今週の月曜日、不肖の娘が通う高校主催のコンサートが開催された。

残念ながら、娘はピアノ連弾の候補に挙げられながらも、最終選考で演奏者に選ばれず、合唱のみの参加となってしまったが、昨年もこのコンサートを聴いてそのレベルの高さに一驚したということもあり、今年はどんな演奏が聴けるのだろうと何とも楽しみにしながら、駅前のホールへと出かけたのである。

コンサートは三部構成で、最初が音楽科、次が電子音楽科、最後が吹奏楽部の演奏となっていた。

はじめは、娘の所属する音楽科による演奏。オープニングは、娘が選ばれなかったピアノ連弾による「カルメン・ファンタジー」。ビゼーの「カルメン」から、聴き所を2台のピアノ用に編曲したものである。

連弾のうちの一人、娘が「ウチの学年でいちばんうまい!」と評していた高校生は、確かにすばらしいテクニックとリズム感を持っている。よくまあ指が動くこと!彼女と連弾するのであれば、相方は落ち着いてサポートできる演奏者の方がよい。どうやら、娘が選ばれなかったのはそんなところに理由があったのだろうと想像する。

次は、アルディーティによる「くちづけ」というソプラノ独唱による歌曲。何と、電子オルガンによる伴奏である。悪くはない。電子オルガンの多彩な音色によって、オーケストラ伴奏の雰囲気を醸し出そうというねらいであったのだろう。しかし、どうも人の声と電子音とはミスマッチのような気がした。ピアノ伴奏の方がよかったのではないか?

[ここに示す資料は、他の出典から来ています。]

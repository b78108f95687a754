use std::io::Stdout;
use std::sync::Arc;
use std::time::{Duration, Instant};

use anyhow::{Context, Result};
use crossterm::event::{self, Event, KeyCode, KeyEvent, KeyEventKind, KeyModifiers};
use crossterm::execute;
use crossterm::terminal::{
    disable_raw_mode, enable_raw_mode, EnterAlternateScreen, LeaveAlternateScreen,
};
use ratatui::backend::CrosstermBackend;
use ratatui::widgets::ListState;
use ratatui::Terminal;

use crate::config::AppConfig;
use crate::formatting::FormatAction;
use crate::preview::{CmarkConverter, PreviewWorker};
use crate::storage::StorageHandle;
use crate::ui;

pub mod actions;
pub mod editor;
pub mod notes;
pub mod state;

pub use editor::EditorState;
pub use notes::{NoteError, NoteStore};
pub use state::{AppState, FocusPane, OverlayState};

const RENDER_POLL: Duration = Duration::from_millis(30);

enum Action {
    Quit,
    SelectNext,
    SelectPrevious,
    OpenNote,
    NewNote,
    DeleteNote,
    ToggleTab,
    ToggleDarkMode,
    Back,
}

pub struct App {
    pub config: Arc<AppConfig>,
    pub storage: StorageHandle,
    state: AppState,
    list_state: ListState,
    converter: CmarkConverter,
    preview_worker: PreviewWorker,
    should_quit: bool,
    tick_rate: Duration,
}

impl App {
    pub fn new(config: Arc<AppConfig>, storage: StorageHandle) -> Result<Self> {
        let state = AppState::load(&storage, &config);
        let converter = CmarkConverter::new(&config.preview);
        let preview_worker =
            PreviewWorker::spawn(converter).context("starting preview renderer")?;
        Ok(Self {
            config,
            storage,
            state,
            list_state: ListState::default(),
            converter,
            preview_worker,
            should_quit: false,
            tick_rate: Duration::from_millis(250),
        })
    }

    pub fn run(&mut self) -> Result<()> {
        let mut terminal = setup_terminal()?;
        let result = self.event_loop(&mut terminal);
        restore_terminal(&mut terminal)?;
        result
    }

    fn event_loop(&mut self, terminal: &mut Terminal<CrosstermBackend<Stdout>>) -> Result<()> {
        let size = terminal.size().context("reading terminal size")?;
        self.state.on_resize(size.width);

        let mut last_tick = Instant::now();
        loop {
            self.pump_preview();
            terminal
                .draw(|frame| {
                    if self.state.notes().is_empty() {
                        self.list_state.select(None);
                    } else {
                        self.list_state.select(Some(self.state.list_cursor));
                    }
                    ui::draw_app(frame, &self.state, &mut self.list_state);
                })
                .context("rendering frame")?;

            if self.should_quit {
                break;
            }

            // the new text has been painted; now place the toolbar selection
            if self.state.commit_pending_selection() {
                continue;
            }

            let timeout = if self.state.preview().is_rendering() {
                RENDER_POLL
            } else {
                self.tick_rate
                    .checked_sub(last_tick.elapsed())
                    .unwrap_or_else(|| Duration::from_millis(0))
            };

            if event::poll(timeout).context("polling for terminal events")? {
                match event::read().context("reading terminal event")? {
                    Event::Key(key) => self.handle_key(key),
                    Event::Resize(columns, _) => {
                        self.state.on_resize(columns);
                    }
                    _ => {}
                }
            }

            if last_tick.elapsed() >= self.tick_rate {
                self.on_tick();
                last_tick = Instant::now();
            }
        }
        Ok(())
    }

    fn on_tick(&mut self) {
        self.state.expire_status(Instant::now());
    }

    /// Collects finished renders and asks for a new one when the visible
    /// preview is stale.
    fn pump_preview(&mut self) {
        while let Some(outcome) = self.preview_worker.try_recv() {
            self.state.accept_render(outcome);
        }
        if let Some(request) = self.state.preview_request() {
            if !self.preview_worker.submit(request) {
                tracing::warn!("preview worker unavailable, rendering inline");
                self.state.render_preview_inline(&self.converter);
            }
        }
    }

    fn handle_key(&mut self, key: KeyEvent) {
        if key.kind != KeyEventKind::Press {
            return;
        }

        if self.handle_overlay_key(key) {
            return;
        }

        if key.modifiers.contains(KeyModifiers::CONTROL) {
            match key.code {
                KeyCode::Char('c') => {
                    self.handle_action(Action::Quit);
                    return;
                }
                KeyCode::Char('p') => {
                    self.handle_action(Action::ToggleTab);
                    return;
                }
                _ => {}
            }
        }

        let editing = self.state.focus == FocusPane::Editor && self.state.visible_panes().editor;
        if editing && self.handle_editor_key(key) {
            return;
        }

        let plain = !key
            .modifiers
            .intersects(KeyModifiers::CONTROL | KeyModifiers::ALT | KeyModifiers::SUPER);
        let action = match key.code {
            KeyCode::Char('q') if plain => Some(Action::Quit),
            KeyCode::Char('j') | KeyCode::Down => Some(Action::SelectNext),
            KeyCode::Char('k') | KeyCode::Up => Some(Action::SelectPrevious),
            KeyCode::Enter => Some(Action::OpenNote),
            KeyCode::Char('a') if plain => Some(Action::NewNote),
            KeyCode::Char('d') if plain => Some(Action::DeleteNote),
            KeyCode::Char('p') if plain => Some(Action::ToggleTab),
            KeyCode::Char('m') if plain => Some(Action::ToggleDarkMode),
            KeyCode::Esc => Some(Action::Back),
            _ => None,
        };

        if let Some(action) = action {
            self.handle_action(action);
        }
    }

    fn handle_action(&mut self, action: Action) {
        match action {
            Action::Quit => self.should_quit = true,
            Action::SelectNext => self.state.move_list_cursor(1),
            Action::SelectPrevious => self.state.move_list_cursor(-1),
            Action::OpenNote => {
                if let Err(err) = self.state.open_list_cursor(&self.storage) {
                    tracing::debug!(?err, "nothing to open");
                    self.state.set_status_message(Some("No note to open"));
                }
            }
            Action::NewNote => {
                self.state.add_note(&self.storage);
            }
            Action::DeleteNote => {
                if self.state.notes().is_empty() {
                    self.state.set_status_message(Some("Nothing to delete"));
                } else {
                    self.state.open_delete_note();
                }
            }
            Action::ToggleTab => {
                self.state.toggle_tab();
            }
            Action::ToggleDarkMode => {
                let enabled = self.state.toggle_dark_mode(&self.storage);
                tracing::debug!(enabled, "dark mode toggled");
            }
            Action::Back => {
                self.state.back();
            }
        }
    }

    fn handle_overlay_key(&mut self, key: KeyEvent) -> bool {
        match self.state.overlay {
            Some(OverlayState::DeleteNote(_)) => {
                match key.code {
                    KeyCode::Esc | KeyCode::Char('n') => {
                        self.state.close_overlay();
                        self.state.set_status_message(Some("Delete canceled"));
                    }
                    KeyCode::Enter | KeyCode::Char('y') => {
                        if let Err(err) = self.state.confirm_delete(&self.storage) {
                            tracing::warn!(?err, "delete failed");
                            self.state.set_status_message(Some(err.to_string()));
                        }
                    }
                    _ => {}
                }
                true
            }
            None => false,
        }
    }

    fn handle_editor_key(&mut self, key: KeyEvent) -> bool {
        let extend = key.modifiers.contains(KeyModifiers::SHIFT);

        if key.modifiers.contains(KeyModifiers::ALT) {
            if let KeyCode::Char(ch) = key.code {
                if let Some(action) = FormatAction::from_shortcut(ch) {
                    self.state.apply_format(&self.storage, action);
                    return true;
                }
            }
        }

        if key.modifiers.contains(KeyModifiers::CONTROL) {
            match key.code {
                KeyCode::Char('z') => {
                    if !self.state.apply_editor_change(&self.storage, EditorState::undo) {
                        self.state.set_status_message(Some("Nothing to undo"));
                    }
                    return true;
                }
                KeyCode::Char('y') => {
                    if !self.state.apply_editor_change(&self.storage, EditorState::redo) {
                        self.state.set_status_message(Some("Nothing to redo"));
                    }
                    return true;
                }
                KeyCode::Char('a') => {
                    self.state.move_cursor(EditorState::select_all);
                    return true;
                }
                KeyCode::Left => {
                    self.state.move_cursor(|editor| editor.move_word_left(extend));
                    return true;
                }
                KeyCode::Right => {
                    self.state.move_cursor(|editor| editor.move_word_right(extend));
                    return true;
                }
                _ => return false,
            }
        }

        match key.code {
            KeyCode::Esc => {
                self.state.back();
                true
            }
            KeyCode::Enter => {
                self.state
                    .apply_editor_change(&self.storage, EditorState::insert_newline);
                true
            }
            KeyCode::Backspace => {
                self.state
                    .apply_editor_change(&self.storage, EditorState::backspace);
                true
            }
            KeyCode::Delete => {
                self.state
                    .apply_editor_change(&self.storage, EditorState::delete);
                true
            }
            KeyCode::Tab => {
                self.state
                    .apply_editor_change(&self.storage, |editor| editor.insert_char('\t'));
                true
            }
            KeyCode::Char(ch)
                if !key
                    .modifiers
                    .intersects(KeyModifiers::ALT | KeyModifiers::SUPER) =>
            {
                self.state
                    .apply_editor_change(&self.storage, |editor| editor.insert_char(ch));
                true
            }
            KeyCode::Left => {
                self.state.move_cursor(|editor| editor.move_left(extend));
                true
            }
            KeyCode::Right => {
                self.state.move_cursor(|editor| editor.move_right(extend));
                true
            }
            KeyCode::Up => {
                self.state.move_cursor(|editor| editor.move_up(extend));
                true
            }
            KeyCode::Down => {
                self.state.move_cursor(|editor| editor.move_down(extend));
                true
            }
            KeyCode::Home => {
                self.state.move_cursor(|editor| editor.move_home(extend));
                true
            }
            KeyCode::End => {
                self.state.move_cursor(|editor| editor.move_end(extend));
                true
            }
            _ => false,
        }
    }
}

fn setup_terminal() -> Result<Terminal<CrosstermBackend<Stdout>>> {
    enable_raw_mode().context("enabling raw mode")?;
    let mut stdout = std::io::stdout();
    execute!(stdout, EnterAlternateScreen).context("switching to alternate screen")?;
    let backend = CrosstermBackend::new(stdout);
    let terminal = Terminal::new(backend).context("creating terminal backend")?;
    Ok(terminal)
}

fn restore_terminal(terminal: &mut Terminal<CrosstermBackend<Stdout>>) -> Result<()> {
    terminal.show_cursor().ok();
    disable_raw_mode().context("disabling raw mode")?;
    execute!(terminal.backend_mut(), LeaveAlternateScreen).context("restoring screen state")?;
    Ok(())
}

帰宅後、娘にそんな感想を言ったところ、「でしょう?あのさあ、ピアノ伴奏でやるときにはあなたがやりなさいって先生に言われて、いちおう練習してたんだよ」とのこと。残念だったねえ。

音楽科の最後は合唱。1曲目は、音楽科の定期演奏会の時にも歌われたが、三善晃の「女声合唱のための三つの抒情」より、立原道造の詩による「或る風に寄せて」。これはいい曲である!メロディーがいい。詩もいい。この曲が入っているCDとかないのだろうか。繰り返し聞きたくなる名曲であると思う。残りの2曲は、「涙をこえて」と「昴」。可もなく不可もなし。

さて、15分の休憩の後、次は電子音楽科による演奏。実は、この演奏をもっとも楽しみにしていたのである。

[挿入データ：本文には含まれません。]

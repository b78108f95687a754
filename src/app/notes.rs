use thiserror::Error;

#[derive(Debug, Clone, PartialEq, Eq, Error)]
pub enum NoteError {
    #[error("note index {index} is out of range ({len} notes)")]
    IndexOutOfRange { index: usize, len: usize },
}

/// What a delete did to the selection.
#[derive(Debug, Clone, Copy, PartialEq, Eq)]
pub enum SelectionShift {
    Unchanged,
    Cleared,
    Decremented,
}

/// Ordered note bodies plus the selected index. Position is identity.
#[derive(Debug, Clone, Default, PartialEq, Eq)]
pub struct NoteStore {
    notes: Vec<String>,
    selected: Option<usize>,
}

impl NoteStore {
    /// Builds a store from restored parts; a selection outside the collection
    /// is dropped.
    pub fn from_parts(notes: Vec<String>, selected: Option<usize>) -> Self {
        let selected = selected.filter(|&index| index < notes.len());
        Self { notes, selected }
    }

    pub fn len(&self) -> usize {
        self.notes.len()
    }

    pub fn is_empty(&self) -> bool {
        self.notes.is_empty()
    }

    pub fn notes(&self) -> &[String] {
        &self.notes
    }

    pub fn get(&self, index: usize) -> Option<&str> {
        self.notes.get(index).map(String::as_str)
    }

    pub fn selected(&self) -> Option<usize> {
        self.selected
    }

    pub fn selected_body(&self) -> Option<&str> {
        self.selected.and_then(|index| self.get(index))
    }

    /// Appends an empty note and selects it.
    pub fn add(&mut self) -> usize {
        self.notes.push(String::new());
        let index = self.notes.len() - 1;
        self.selected = Some(index);
        index
    }

    pub fn delete(&mut self, index: usize) -> Result<SelectionShift, NoteError> {
        self.check(index)?;
        self.notes.remove(index);
        let shift = match self.selected {
            Some(selected) if selected == index => {
                self.selected = None;
                SelectionShift::Cleared
            }
            Some(selected) if selected > index => {
                self.selected = Some(selected - 1);
                SelectionShift::Decremented
            }
            _ => SelectionShift::Unchanged,
        };
        Ok(shift)
    }

    pub fn select(&mut self, index: usize) -> Result<&str, NoteError> {
        self.check(index)?;
        self.selected = Some(index);
        Ok(&self.notes[index])
    }

    /// Mirrors `text` into the selected entry. Returns false when no note is
    /// selected.
    pub fn replace_selected(&mut self, text: &str) -> bool {
        let Some(index) = self.selected else {
            return false;
        };
        let slot = &mut self.notes[index];
        if slot.as_str() != text {
            slot.clear();
            slot.push_str(text);
        }
        true
    }

    fn check(&self, index: usize) -> Result<(), NoteError> {
        if index < self.notes.len() {
            Ok(())
        } else {
            Err(NoteError::IndexOutOfRange {
                index,
                len: self.notes.len(),
            })
        }
    }
}
fn main() -> anyhow::Result<()> {
    mdnotes::cli::run()
}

昨年は、5台の電子オルガンによるチャイコフスキーの「弦楽セレナード」の演奏に仰天させられた。さて今年は…。

最初の曲は、電子音楽科を指導している先生によるオリジナルのソロ曲。電子オルガンの特性を生かした抒情的な曲で、しんみりとさせられる。

2曲目は、NHKの大河ドラマ「義経」のメインテーマ。指導している先生だろうと思しき指揮者が出てきて、5台の電子オルガンとパーカッションによる演奏である。「おいおい、電子オルガンって、篠笛のような音が出せるんかよう」とこれまた驚き。

ダンスを入れての「世界地図」を挿んで、最後はかのエマーソン・レイク&パーマー(なつかしいねえ)の「PIRATES」。

すばらしい!

自らもキーボードを叩きながら演奏をリードしていたのは、先ほどの「義経」を指揮した男性。どうやら、先生ではなく高校生であるらしい。

何というほとばしるような才能であろう!

こういう高校生っているんだ。

もちろん、彼もかなり幼少のころから電子オルガンに親しんできたのであろう。それにしても、誰も彼もが彼のようになるわけではなかろう。凡庸な者がいくら努力しても、追及不可能な天賦の才というものはあるのだ。

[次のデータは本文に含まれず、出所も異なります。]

use crate::config::LayoutOptions;

#[derive(Debug, Clone, Copy, PartialEq, Eq)]
pub enum ViewportMode {
    Mobile,
    Desktop,
}

impl ViewportMode {
    pub fn classify(width_px: u32, breakpoint_px: u32) -> Self {
        if width_px < breakpoint_px {
            ViewportMode::Mobile
        } else {
            ViewportMode::Desktop
        }
    }
}

#[derive(Debug, Clone, Copy, PartialEq, Eq)]
pub enum PaneTab {
    Editor,
    Preview,
}

/// Which single pane a mobile viewport shows.
#[derive(Debug, Clone, Copy, PartialEq, Eq)]
pub enum MobileView {
    List,
    Note,
}

#[derive(Debug, Clone, Copy, PartialEq, Eq)]
pub struct VisiblePanes {
    pub list: bool,
    pub editor: bool,
    pub preview: bool,
}

#[derive(Debug, Clone)]
pub struct LayoutState {
    mode: ViewportMode,
    evaluated: bool,
    tab: PaneTab,
    mobile_view: MobileView,
    options: LayoutOptions,
}

impl LayoutState {
    pub fn new(options: LayoutOptions) -> Self {
        Self {
            mode: ViewportMode::Desktop,
            evaluated: false,
            tab: PaneTab::Editor,
            mobile_view: MobileView::List,
            options,
        }
    }

    pub fn mode(&self) -> ViewportMode {
        self.mode
    }

    pub fn tab(&self) -> PaneTab {
        self.tab
    }

    pub fn mobile_view(&self) -> MobileView {
        self.mobile_view
    }

    pub fn width_px(&self, columns: u16) -> u32 {
        u32::from(columns) * self.options.cell_width_px
    }

    pub fn on_resize(&mut self, columns: u16, note_selected: bool) -> bool {
        self.on_resize_px(self.width_px(columns), note_selected)
    }

    /// Re-classifies the viewport. Returns true when the mode changed.
    pub fn on_resize_px(&mut self, width_px: u32, note_selected: bool) -> bool {
        let mode = ViewportMode::classify(width_px, self.options.mobile_breakpoint_px);
        let changed = !self.evaluated || mode != self.mode;
        self.evaluated = true;
        self.mode = mode;
        if changed && mode == ViewportMode::Mobile {
            if note_selected {
                self.mobile_view = MobileView::Note;
                self.tab = PaneTab::Editor;
            } else {
                self.mobile_view = MobileView::List;
            }
        }
        if changed {
            tracing::debug!(?mode, width_px, "viewport classified");
        }
        changed
    }

    pub fn on_note_opened(&mut self) {
        self.mobile_view = MobileView::Note;
    }

    pub fn on_note_closed(&mut self) {
        self.mobile_view = MobileView::List;
    }

    /// Mobile back action. Returns false when already on the list.
    pub fn back(&mut self) -> bool {
        if self.mode == ViewportMode::Mobile && self.mobile_view == MobileView::Note {
            self.mobile_view = MobileView::List;
            true
        } else {
            false
        }
    }

    pub fn set_tab(&mut self, tab: PaneTab) {
        self.tab = tab;
    }

    pub fn toggle_tab(&mut self) -> PaneTab {
        self.tab = match self.tab {
            PaneTab::Editor => PaneTab::Preview,
            PaneTab::Preview => PaneTab::Editor,
        };
        self.tab
    }

    pub fn visible(&self, note_selected: bool) -> VisiblePanes {
        let editor = self.tab == PaneTab::Editor;
        match self.mode {
            ViewportMode::Desktop => VisiblePanes {
                list: true,
                editor,
                preview: !editor,
            },
            ViewportMode::Mobile if note_selected && self.mobile_view == MobileView::Note => {
                VisiblePanes {
                    list: false,
                    editor,
                    preview: !editor,
                }
            }
            ViewportMode::Mobile => VisiblePanes {
                list: true,
                editor: false,
                preview: false,
            },
        }
    }
}

#[cfg(test)]
mod tests {
    use super::*;

    fn layout() -> LayoutState {
        LayoutState::new(LayoutOptions::default())
    }

    #[test]
    fn classifies_around_breakpoint() {
        assert_eq!(ViewportMode::classify(767, 768), ViewportMode::Mobile);
        assert_eq!(ViewportMode::classify(768, 768), ViewportMode::Desktop);
        assert_eq!(ViewportMode::classify(0, 768), ViewportMode::Mobile);
    }

    #[test]
    fn columns_scale_by_cell_width() {
        let mut layout = layout();
        assert_eq!(layout.width_px(96), 768);
        layout.on_resize(95, false);
        assert_eq!(layout.mode(), ViewportMode::Mobile);
        layout.on_resize(96, false);
        assert_eq!(layout.mode(), ViewportMode::Desktop);
    }

    #[test]
    fn shrinking_with_selected_note_shows_editor_only() {
        let mut layout = layout();
        layout.on_resize_px(1024, true);
        layout.set_tab(PaneTab::Preview);
        assert!(layout.on_resize_px(500, true));
        assert_eq!(layout.mode(), ViewportMode::Mobile);
        assert_eq!(layout.tab(), PaneTab::Editor);
        assert_eq!(
            layout.visible(true),
            VisiblePanes {
                list: false,
                editor: true,
                preview: false
            }
        );
    }

    #[test]
    fn mobile_without_selection_shows_list() {
        let mut layout = layout();
        layout.on_resize_px(400, false);
        assert_eq!(
            layout.visible(false),
            VisiblePanes {
                list: true,
                editor: false,
                preview: false
            }
        );
    }

    #[test]
    fn opening_and_back_switch_mobile_pane() {
        let mut layout = layout();
        layout.on_resize_px(400, false);
        layout.on_note_opened();
        assert!(!layout.visible(true).list);
        assert!(layout.back());
        assert!(layout.visible(true).list);
        assert!(!layout.back());
    }

    #[test]
    fn desktop_keeps_sidebar_and_toggles_tab() {
        let mut layout = layout();
        layout.on_resize_px(1280, true);
        assert_eq!(layout.toggle_tab(), PaneTab::Preview);
        let panes = layout.visible(true);
        assert!(panes.list && panes.preview && !panes.editor);
        assert!(!layout.back());
    }

    #[test]
    fn resize_within_same_mode_keeps_mobile_view() {
        let mut layout = layout();
        layout.on_resize_px(400, true);
        layout.set_tab(PaneTab::Preview);
        assert!(!layout.on_resize_px(500, true));
        assert_eq!(layout.tab(), PaneTab::Preview);
    }
}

これも娘に聞いた話だが、彼は現在高3で東京芸大の指揮科を受験するとのこと。

宜なるかな。

ぜひ、見事合格して、これからの日本の音楽界を背負って立つ一人になってほしいものだ。

吹奏楽部には悪いが、こんな演奏を聴いた後ではとても吹奏楽は聴く気にならず、休憩時間にホールを後にする。

今年もいい演奏を聴かせてもらった。感動の余韻がいつまでも醒めやらないままに、帰宅の途に着く。

さて、来年はウチの娘もそんな演奏を聴かせてくれるようになっているのだろうか。まあ、親が親なだけに多大な期待はすまい。でも、精進してね。